Road Test: Porsche Cayenne S e-Hybrid
That the technology under this recently-facelifted model is impressive should come as no surprise. For a large SUV, the Cayenne has the agility of a much smaller car, cornering flatly and with the precision that you’d want from a Porsche badge. Press the throttle to the kick-down switch and the combination of 3.0-litre supercharged petrol engine and electric motor provide a storming 416hp and propel its 2.4-tonne mass to 62mph in less than six seconds. It’s all very impressive.
Individually, the two power sources are no less impressive. The electric motor, which can drive all four wheels, produces the whine of a tightly-meshed mechanical parts as it moves through the Tiptronic gearbox’s eight ratios and doesn’t feel overwhelmed by the bulk it’s carrying. Once the battery is depleted, petrol power kicks in with a smooth and sonorous growl.

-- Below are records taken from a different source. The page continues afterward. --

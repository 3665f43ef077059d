use chrono::{DateTime, Utc};
use serde::{Deserialize, Serialize};
use uuid::Uuid;

use crate::versioning::{EntityKind, StagedWrite, Versioned, VersionedWrite};

use super::value_objects::{AuthorType, BidStatus};

// ============================================================================
// Bid Aggregate
// ============================================================================

#[derive(Debug, Clone, PartialEq, Serialize, Deserialize)]
pub struct Bid {
    pub id: Uuid,
    pub name: String,
    pub description: String,
    pub status: BidStatus,
    pub tender_id: Uuid,
    pub author_type: AuthorType,
    pub author_id: Uuid,

    // Fixed at creation
    pub organization_id: Uuid,
    pub creator_username: String,

    pub version: i64,
    pub created_at: DateTime<Utc>,
    pub deleted_at: Option<DateTime<Utc>>,
}

/// The restorable part of a bid
#[derive(Debug, Clone, PartialEq, Serialize, Deserialize)]
pub struct BidContent {
    pub name: String,
    pub description: String,
    pub status: BidStatus,
    pub tender_id: Uuid,
    pub author_type: AuthorType,
}

/// Field-level change; `None` leaves the field as it is
#[derive(Debug, Clone, Default, PartialEq)]
pub struct BidPatch {
    pub name: Option<String>,
    pub description: Option<String>,
    pub status: Option<BidStatus>,
    pub tender_id: Option<Uuid>,
}

/// Immutable comment from the tender's organization on a bid
#[derive(Debug, Clone, PartialEq, Serialize, Deserialize)]
pub struct Feedback {
    pub id: Uuid,
    pub bid_id: Uuid,
    pub text: String,
    pub creator_username: String,
    pub organization_id: Uuid,
    pub created_at: DateTime<Utc>,
}

impl Feedback {
    pub fn new(bid_id: Uuid, text: String, creator_username: String, organization_id: Uuid) -> Self {
        Self {
            id: Uuid::new_v4(),
            bid_id,
            text,
            creator_username,
            organization_id,
            created_at: Utc::now(),
        }
    }
}

impl Bid {
    #[allow(clippy::too_many_arguments)]
    pub fn new(
        name: String,
        description: String,
        tender_id: Uuid,
        author_type: AuthorType,
        author_id: Uuid,
        organization_id: Uuid,
        creator_username: String,
    ) -> Self {
        Self {
            id: Uuid::new_v4(),
            name,
            description,
            status: BidStatus::Created,
            tender_id,
            author_type,
            author_id,
            organization_id,
            creator_username,
            version: 1,
            created_at: Utc::now(),
            deleted_at: None,
        }
    }

    pub fn apply_patch(&mut self, patch: BidPatch) {
        if let Some(name) = patch.name {
            self.name = name;
        }
        if let Some(description) = patch.description {
            self.description = description;
        }
        if let Some(status) = patch.status {
            self.status = status;
        }
        if let Some(tender_id) = patch.tender_id {
            self.tender_id = tender_id;
        }
    }

    pub fn is_published(&self) -> bool {
        self.status == BidStatus::Published
    }
}

impl Versioned for Bid {
    type Content = BidContent;

    const KIND: EntityKind = EntityKind::Bid;

    fn id(&self) -> Uuid {
        self.id
    }

    fn version(&self) -> i64 {
        self.version
    }

    fn set_version(&mut self, version: i64) {
        self.version = version;
    }

    fn organization_id(&self) -> Uuid {
        self.organization_id
    }

    fn creator_username(&self) -> &str {
        &self.creator_username
    }

    fn is_live(&self) -> bool {
        self.deleted_at.is_none()
    }

    fn content(&self) -> BidContent {
        BidContent {
            name: self.name.clone(),
            description: self.description.clone(),
            status: self.status,
            tender_id: self.tender_id,
            author_type: self.author_type,
        }
    }

    fn restore(&mut self, content: &BidContent) {
        self.name = content.name.clone();
        self.description = content.description.clone();
        self.status = content.status;
        self.tender_id = content.tender_id;
        self.author_type = content.author_type;
    }

    fn into_staged(write: VersionedWrite<Self>) -> StagedWrite {
        StagedWrite::Bid(write)
    }
}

It’s also not short on luxury. Ride quality ultimately comes down to how much you spend on suspension and wheel upgrades – it’s possible to fit 21-inch rims under those arches – but it’s quiet and comfortable at high speeds and doesn’t crash over rough surfaces or speed bumps. Despite its focus on performance, the Cayenne is as comfortable as any other large SUV and can be taken as far off the tarmac as your nerves will allow.
This also opens some new doors for Porsche in fleet. With CO2 emissions of 78g/km, the Cayenne slips onto limited-emission choice lists, if not under the threshold for London Congestion Charge exemption and eligibility for the £5,000 Plug-in Car Grant. Not that the latter makes much difference here – the hybrid is priced to match the diesel-powered Cayenne S, but with a significant reduction in Benefit in Kind tax for drivers.
That’s only half the story, though. Fully charged, there’s enough power in the battery to cover around 16 miles on electricity before the petrol engine kicks in. And with weight, aerodynamics and the drag of four-wheel drive against it, this isn’t a particularly efficient car when driven over long distances.
The ability to shut the engine off while under low loads helps lift economy to around 30mpg – by no means unimpressive for a large petrol SUV, but some way short of the diesel. As an added disadvantage, the Porsche takes a minimum of 1.3 hours to recharge with the upgraded on-board charger, or 2.7 hours without it. So it’s a car which will suit certain drivers very well, but it’s worth doing the sums before being swayed by its tax advantages.
That’s not a reason to dismiss it, though. The Cayenne can charge its own battery using the petrol engine, offsetting the blunted fuel economy by enabling drivers to cover urban routes using the electric motor. It’s a shame that this doesn’t enable it to get into Central London without a charge, though.
So the Cayenne S e-Hybrid makes sense for a distinct group of drivers, but it has plenty of competition for their affection. Audi, BMW and Mercedes-Benz have plug-in hybrids on the way, and Volvo’s new XC90 will have something similar by the end of the year. But for the badge cachet and driver involvement, this carbon-cutting Porsche offers the best of all worlds.
A short electric range, long recharging times and a large petrol engine as a backup mean the Cayenne’s tax savings are eroded by fuel costs for long-distance drives. But they’re not issues unique to the Porsche, and there’s plenty of corporate appeal for those with the right sort of usage.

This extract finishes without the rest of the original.